Avoiding The Rush Job

time, clocks, rush job

Many is the time I’ve had to say no to a job.

It was not because I didn’t want to take the client on – sometimes I’ve kicked myself because the job was right up my street. It also wasn’t due to a full calendar. It was because the timescale was so ridiculously short I wouldn’t have had time to do the job needed.

Let’s elaborate…

Proofreading, editing or indexing a document isn’t done by a computer program, it’s carried out by an actual human being. Asking a professional to carry out some work on a book assumes a couple of things:

  1. The professional has enough time to read through the document
  2. The professional has enough time to digest what has been written
  3. The professional has enough time to carry out the task at hand.

clock, time, watch

Take for example a straightforward proofread (not an edit) of a 100,000 word document:

The proofreader can usually read through the document and digest the content at the same time as carrying out the proofread … but there needs to be adequate time to do this.

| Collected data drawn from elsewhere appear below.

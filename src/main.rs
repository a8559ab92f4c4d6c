//! bragboard server entry point.
//!
//! Starts the four ingestion jobs and the read-only REST API, and stops both
//! on Ctrl+C or SIGTERM.

use std::sync::Arc;

use anyhow::Context;
use axum::Router;
use tokio_util::sync::CancellationToken;
use tower_http::cors::CorsLayer;
use tower_http::trace::TraceLayer;
use tracing_subscriber::EnvFilter;

use bragboard::api;
use bragboard::app_state::AppState;
use bragboard::config::{BragboardConfig, LogFormat};
use bragboard::jobs::fleet_scheduler;
use bragboard::persistence::Store;
use bragboard::persistence::memory::MemoryStore;
use bragboard::persistence::postgres::PostgresStore;

#[tokio::main]
async fn main() -> anyhow::Result<()> {
    // Load configuration
    let config = BragboardConfig::from_env()
        .map_err(|e| anyhow::anyhow!("invalid configuration: {e}"))?;

    init_tracing(config.log_format);
    tracing::info!(addr = %config.listen_addr, "starting bragboard");

    // Build storage
    let store: Arc<dyn Store> = if config.persistence_enabled {
        let store = PostgresStore::connect(&config)
            .await
            .context("connecting to postgres")?;
        store.migrate().await.context("running migrations")?;
        tracing::info!("postgres store ready");
        Arc::new(store)
    } else {
        tracing::warn!("persistence disabled; data is kept in memory only");
        Arc::new(MemoryStore::new())
    };

    // Start ingestion
    let shutdown = CancellationToken::new();
    let jobs = fleet_scheduler(&config, &store)
        .context("building ingestion jobs")?
        .start(shutdown.clone());

    // Build router
    let app_state = AppState {
        store,
        liveness: config.liveness_window(),
    };
    let app = Router::new()
        .merge(api::build_router())
        .layer(TraceLayer::new_for_http())
        .layer(CorsLayer::permissive())
        .with_state(app_state);

    // Start server
    let listener = tokio::net::TcpListener::bind(config.listen_addr)
        .await
        .with_context(|| format!("binding {}", config.listen_addr))?;
    tracing::info!(addr = %config.listen_addr, "server listening");

    axum::serve(listener, app)
        .with_graceful_shutdown(shutdown_signal(shutdown))
        .await
        .context("serving axum")?;

    jobs.shutdown().await;
    tracing::info!("bragboard stopped");
    Ok(())
}

fn init_tracing(format: LogFormat) {
    let filter = EnvFilter::try_from_default_env().unwrap_or_else(|_| EnvFilter::new("info"));
    match format {
        LogFormat::Json => tracing_subscriber::fmt()
            .json()
            .with_env_filter(filter)
            .init(),
        LogFormat::Text => tracing_subscriber::fmt().with_env_filter(filter).init(),
    }
}

/// Waits for Ctrl+C or SIGTERM, then cancels the ingestion jobs.
async fn shutdown_signal(shutdown: CancellationToken) {
    #[cfg(unix)]
    {
        use tokio::signal::unix::{SignalKind, signal};

        match signal(SignalKind::terminate()) {
            Ok(mut term) => {
                tokio::select! {
                    _ = tokio::signal::ctrl_c() => {},
                    _ = term.recv() => {},
                }
            }
            Err(err) => {
                tracing::warn!(error = %err, "cannot install SIGTERM handler; waiting for Ctrl+C");
                let _ = tokio::signal::ctrl_c().await;
            }
        }
    }

    #[cfg(not(unix))]
    {
        let _ = tokio::signal::ctrl_c().await;
    }

    tracing::info!("shutdown requested");
    shutdown.cancel();
}
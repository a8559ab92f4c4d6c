//! Discovery announcement: `{"name": .., "version": .., "ip": ..}`.

use serde::Deserialize;
use serde_json::Value;

use super::ProtocolError;

#[derive(Debug, Deserialize)]
struct RawAnnouncement {
    name: Option<Value>,
    version: Option<Value>,
    ip: Option<Value>,
}

/// A well-formed presence broadcast.
#[derive(Debug, Clone, PartialEq, Eq)]
pub struct Announcement {
    /// Machine title.
    pub name: String,
    /// Firmware/software version.
    pub version: String,
    /// Address the machine claims to have.
    pub reported_ip: String,
}

impl Announcement {
    /// Decodes an announcement datagram.
    ///
    /// Unknown fields are ignored. Numeric and boolean values are accepted
    /// in place of strings (`"version": 1.2` reads as `"1.2"`).
    ///
    /// # Errors
    ///
    /// Returns [`ProtocolError::Json`] if the payload is not a JSON object,
    /// [`ProtocolError::MissingField`] if `name`, `version` or `ip` is absent
    /// or null, and [`ProtocolError::InvalidField`] if one is an array or
    /// object.
    pub fn decode(payload: &[u8]) -> Result<Self, ProtocolError> {
        let raw: RawAnnouncement = serde_json::from_slice(payload)?;
        Ok(Self {
            name: scalar_text("name", raw.name)?,
            version: scalar_text("version", raw.version)?,
            reported_ip: scalar_text("ip", raw.ip)?,
        })
    }
}

fn scalar_text(field: &'static str, value: Option<Value>) -> Result<String, ProtocolError> {
    match value {
        None | Some(Value::Null) => Err(ProtocolError::MissingField(field)),
        Some(Value::String(text)) => Ok(text),
        Some(scalar @ (Value::Number(_) | Value::Bool(_))) => Ok(scalar.to_string()),
        Some(other) => Err(ProtocolError::InvalidField {
            field,
            reason: format!("expected a scalar, got {other}"),
        }),
    }
}

#[cfg(test)]
#[allow(clippy::panic)]
mod tests {
    use super::*;

    #[test]
    fn decodes_full_announcement() {
        let payload = br#"{"name":"Medieval Madness","version":"1.2","ip":"10.0.0.5","extra":1}"#;
        let Ok(announcement) = Announcement::decode(payload) else {
            panic!("announcement should decode");
        };
        assert_eq!(announcement.name, "Medieval Madness");
        assert_eq!(announcement.version, "1.2");
        assert_eq!(announcement.reported_ip, "10.0.0.5");
    }

    #[test]
    fn rejects_missing_version() {
        let payload = br#"{"name":"Medieval Madness","ip":"10.0.0.5"}"#;
        assert!(matches!(
            Announcement::decode(payload),
            Err(ProtocolError::MissingField("version"))
        ));
    }

    #[test]
    fn rejects_missing_ip() {
        let payload = br#"{"name":"Medieval Madness","version":"1.2"}"#;
        assert!(matches!(
            Announcement::decode(payload),
            Err(ProtocolError::MissingField("ip"))
        ));
    }

    #[test]
    fn numeric_version_is_read_as_text() {
        let payload = br#"{"name":"Medieval Madness","version":1.2,"ip":"10.0.0.5"}"#;
        let Ok(announcement) = Announcement::decode(payload) else {
            panic!("numeric version should decode");
        };
        assert_eq!(announcement.version, "1.2");
        assert_eq!(announcement.reported_ip, "10.0.0.5");
    }

    #[test]
    fn null_counts_as_missing() {
        let payload = br#"{"name":"Medieval Madness","version":null,"ip":"10.0.0.5"}"#;
        assert!(matches!(
            Announcement::decode(payload),
            Err(ProtocolError::MissingField("version"))
        ));
    }

    #[test]
    fn rejects_structured_ip() {
        let payload = br#"{"name":"Medieval Madness","version":"1.2","ip":[10,0,0,5]}"#;
        assert!(matches!(
            Announcement::decode(payload),
            Err(ProtocolError::InvalidField { field: "ip", .. })
        ));
    }

    #[test]
    fn rejects_garbage() {
        assert!(matches!(
            Announcement::decode(b"\xff\x00not json"),
            Err(ProtocolError::Json(_))
        ));
    }
}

My reading time for a well-written piece of prose averages out, very roughly, at around 6,000 words per hour. This is for reading a document without taking much in the way of notes. To proofread a well-written document roughly averages out at between 3,000–5,000 words per hour. Note the words ‘well-written’ – for a less well-written piece of writing the average hourly word count will go down. It has been known to average between 1,000–2,000 words per hour for a dense or badly-written text.

So, taking these word counts, a 100,000 word document, in good condition, could take between 20 and 33 ½ hours to complete (for the proofread only, without any of the extra time needed for communication, admin etc.). It may be faster or slower, and it’s likely to be nearer the 30 hour mark, but this is just to give you an idea. There is no way that I could take on a ‘last minute’ job and have it ready in a few days. Well, I suppose a few 12 hour days would do it for a very clean document, but I’m not in the habit of doing a long day, especially on the same piece of work … it wouldn’t be my best work, and I only like to give clients my best work.

A+ testimonial

More and more I’m seeing prospective clients asking for quick turnarounds, often unfeasibly quick, for very low fees. It makes me think that these people believe that we just put their writing through a spell-check.

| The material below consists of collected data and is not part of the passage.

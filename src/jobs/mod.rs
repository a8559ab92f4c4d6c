//! Periodic ingestion jobs and the scheduler that drives them.
//!
//! Every unit of background work implements [`Job`]: a name, a cadence and
//! one invocation. The [`Scheduler`] runs each job on its own task and never
//! overlaps two invocations of the same job.
//!
//! | Job                   | Source                    | Default cadence |
//! |-----------------------|---------------------------|-----------------|
//! | [`DiscoveryJob`]      | UDP announcements         | 15 s            |
//! | [`GameStateJob`]      | UDP game-state reports    | 250 ms          |
//! | [`FinalScoreJob`]     | UDP final-score reports   | 1 s             |
//! | [`HighscoreJob`]      | HTTP leaderboard pulls    | 300 s           |

pub mod discovery;
pub mod final_score;
pub mod game_state;
pub mod highscores;
pub mod scheduler;

use std::fmt;
use std::sync::Arc;
use std::time::Duration;

use async_trait::async_trait;

use crate::config::{BragboardConfig, to_chrono};
use crate::error::IngestError;
use crate::net::{DatagramListener, LeaderboardClient};
use crate::persistence::Store;

pub use discovery::{DiscoveryJob, DiscoverySummary};
pub use final_score::FinalScoreJob;
pub use game_state::GameStateJob;
pub use highscores::{HighscoreJob, ReconcileSummary};
pub use scheduler::{Scheduler, SchedulerHandle};

/// A unit of work triggered on a fixed interval.
#[async_trait]
pub trait Job: Send + fmt::Debug {
    /// Short name used in logs.
    fn name(&self) -> &'static str;

    /// Time between the starts of two invocations.
    fn interval(&self) -> Duration;

    /// Performs one invocation.
    ///
    /// # Errors
    ///
    /// Returns [`IngestError`] when the invocation had to be aborted. The
    /// scheduler logs it and keeps the job on its cadence.
    async fn run(&mut self) -> Result<(), IngestError>;
}

/// Builds the scheduler with all four ingestion jobs wired to `store`.
///
/// # Errors
///
/// Returns [`IngestError::Http`] if the leaderboard client cannot be built.
pub fn fleet_scheduler(
    config: &BragboardConfig,
    store: &Arc<dyn Store>,
) -> Result<Scheduler, IngestError> {
    let client = LeaderboardClient::new(config.leaderboard_port, config.leaderboard_timeout)?;
    Ok(Scheduler::new()
        .with_job(DiscoveryJob::new(
            DatagramListener::new(config.discovery_addr()),
            Arc::clone(store),
            config.liveness_window(),
            config.discovery_interval,
        ))
        .with_job(GameStateJob::new(
            DatagramListener::new(config.game_state_addr()),
            Arc::clone(store),
            config.game_state_interval,
        ))
        .with_job(FinalScoreJob::new(
            DatagramListener::new(config.final_score_addr()),
            Arc::clone(store),
            config.final_score_interval,
        ))
        .with_job(HighscoreJob::new(
            client,
            Arc::clone(store),
            config.highscore_interval,
            config.highscore_skip_offline_after.map(to_chrono),
        )))
}
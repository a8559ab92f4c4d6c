//! Game handlers: recorded state log.

use axum::extract::{Path, State};
use axum::response::IntoResponse;
use axum::routing::get;
use axum::{Json, Router};

use crate::api::dto::GameStateDto;
use crate::app_state::AppState;
use crate::domain::GameId;
use crate::error::{ApiError, ErrorResponse};
use crate::persistence::GameStateRepository;

/// `GET /games/{id}/states`: State log of one game, oldest first.
///
/// An unknown game yields an empty list.
///
/// # Errors
///
/// Returns [`ApiError::Storage`] if the store cannot be read.
#[utoipa::path(
    get,
    path = "/api/v1/games/{id}/states",
    tag = "Games",
    summary = "List recorded states of a game",
    description = "Returns every distinct state snapshot recorded during the game, oldest first.",
    params(("id" = i64, Path, description = "Game identifier")),
    responses(
        (status = 200, description = "State log", body = Vec<GameStateDto>),
        (status = 500, description = "Storage failure", body = ErrorResponse),
    )
)]
pub async fn game_states(
    State(state): State<AppState>,
    Path(id): Path<i64>,
) -> Result<impl IntoResponse, ApiError> {
    let states: Vec<GameStateDto> = state
        .store
        .states_for_game(GameId::new(id))
        .await?
        .into_iter()
        .map(GameStateDto::from)
        .collect();
    Ok(Json(states))
}

/// Game routes.
pub fn routes() -> Router<AppState> {
    Router::new().route("/games/{id}/states", get(game_states))
}
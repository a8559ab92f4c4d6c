//! REST endpoint handlers organized by resource.

pub mod games;
pub mod machines;
pub mod scores;
pub mod system;

use axum::Router;

use crate::app_state::AppState;

/// Composes all resource routes under `/api/v1`.
pub fn routes() -> Router<AppState> {
    Router::new()
        .merge(machines::routes())
        .merge(games::routes())
        .merge(scores::routes())
}
//! Live game-state broadcast: `{"game_ip": .., "game_status": {"GameActive": bool, ..}}`.

use serde::Deserialize;
use serde_json::Value;

use super::ProtocolError;

#[derive(Debug, Deserialize)]
struct RawGameStateReport {
    game_ip: Option<String>,
    game_status: Option<Value>,
}

/// A decoded state report.
#[derive(Debug, Clone, PartialEq)]
pub struct GameStateReport {
    /// Address the machine claims to have.
    pub reported_ip: Option<String>,
    /// Value of `game_status.GameActive`.
    pub active: bool,
    /// The whole `game_status` object, stored verbatim as the GameState payload.
    pub status: Value,
}

impl GameStateReport {
    /// Decodes a game-state datagram.
    ///
    /// # Errors
    ///
    /// Returns [`ProtocolError`] if the payload is not JSON, `game_status` is
    /// missing or not an object, or `GameActive` is missing or not a boolean.
    pub fn decode(payload: &[u8]) -> Result<Self, ProtocolError> {
        let raw: RawGameStateReport = serde_json::from_slice(payload)?;
        let status = raw
            .game_status
            .ok_or(ProtocolError::MissingField("game_status"))?;
        if !status.is_object() {
            return Err(ProtocolError::InvalidField {
                field: "game_status",
                reason: "expected an object".to_string(),
            });
        }
        let active = status
            .get("GameActive")
            .ok_or(ProtocolError::MissingField("GameActive"))?
            .as_bool()
            .ok_or_else(|| ProtocolError::InvalidField {
                field: "GameActive",
                reason: "expected a boolean".to_string(),
            })?;

        Ok(Self {
            reported_ip: raw.game_ip,
            active,
            status,
        })
    }
}
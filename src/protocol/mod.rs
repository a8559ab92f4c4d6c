//! Wire formats spoken by the machines.
//!
//! Three UDP broadcast payloads (announcement, game state, final score) and
//! the HTTP leaderboard document. Every decoder returns [`ProtocolError`] on
//! malformed input so callers can drop the message and move on.

pub mod announcement;
pub mod final_score;
pub mod game_state;
pub mod leaderboard;

use std::net::SocketAddr;

pub use announcement::Announcement;
pub use final_score::{FinalScoreReport, ScoreSlot};
pub use game_state::GameStateReport;
pub use leaderboard::LeaderboardEntry;

use crate::domain::MachineId;

/// Decode failure for a single message.
#[derive(Debug, thiserror::Error)]
pub enum ProtocolError {
    /// Payload is not valid JSON of the expected shape.
    #[error("invalid json: {0}")]
    Json(#[from] serde_json::Error),

    /// A required field is absent.
    #[error("missing field `{0}`")]
    MissingField(&'static str),

    /// A field is present but unusable.
    #[error("invalid field `{field}`: {reason}")]
    InvalidField {
        /// Field name.
        field: &'static str,
        /// What is wrong with it.
        reason: String,
    },
}

/// Resolves which machine a datagram belongs to.
///
/// The packet source address wins. A self-reported address that disagrees is
/// only logged.
#[must_use]
pub fn resolve_machine(source: SocketAddr, reported: Option<&str>) -> MachineId {
    let machine = MachineId::from_ip(source.ip());
    if let Some(reported) = reported
        && reported != machine.as_str()
    {
        tracing::debug!(
            %source,
            reported,
            "self-reported address differs from packet source; using source"
        );
    }
    machine
}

I’ve noted before about the fast, cheap and good model. So, let’s break down an average proofreading job.

  1. The document is received.
  2. The proofreader does a preliminary scan through the pages – we need to know that everything is there and in the correct order.
  3. The proofreader gets to work, seeking out spelling errors, formatting mistakes, wrong captions, headers and footers, chapter headings, end matter (references, notes, bibliographies, indexes), page numbers etc.
  4. Once the document has been proofread the document is usually scanned one last time, very quickly, to make sure everything is in order.
  5. The document is sent back to the client.
  6. The proofreader then deals with any queries, notes etc. brought up by the client.

Other proofreaders tackle a job differently, but mostly this is how we do it. When we are editing (which is what I do most of the time), the job takes longer and is more indepth, addressing more issues and often dealing with more author queries.

Taking the 100,000 word document, and going through steps 1–6 above, you can see why even a proofread can take time. Does 3,000 words an hour seem too little now?

Add to the fact that many of the ‘rush jobs’ offered have ridiculously low fees, you can see why many professional proofreaders will not take on a job with a very quick turnaround. It just isn’t worth the long hours for the low fee.

pen, calendar, appointment

Don’t try to squeeze a proofread in at the last minute, plan ahead.

So, when you are preparing a novel length document, here is one way to ensure that you allow enough time to hire a professional proofreader:

  1. Make your document the best YOU can make it before handing it to a professional. The better the writing, the quicker the turnaround. Make sure you have the manuscript edited before seeking out a proofreader.
  2. Once your document is ready, look at the word count. To get a nice (but very rough) average divide your word count by 4,000 and you will get a rough, acceptable timescale. Then add 1 hour per 10,000 words.
    For a 100,000 word document you should then allow a minimum of 35 hours (25 & 10).
  3. Take this as a minimum time to allow at the end of your project (plus any time you will need once the proofread has been completed).

Of course, this is a very rough approximation for proofreading a novel length manuscript. Every project is different. This is why proofreaders and editors ask to see your document, so we can gauge just how long it will really take. However, by doing some quick maths you will have an approximate timescale and won’t ask for the impossible.

By understanding how long an edit or proofread will take you can ensure that you have enough time to complete your project without rushing, and you will also avoid those ‘rush job’ charges should a professional decide to take on your manuscript.

*****

As you read this I’m on my way to the SfEP conference in Birmingham, I may take a while to reply to your comments. If you are an editor going to the conference say hi!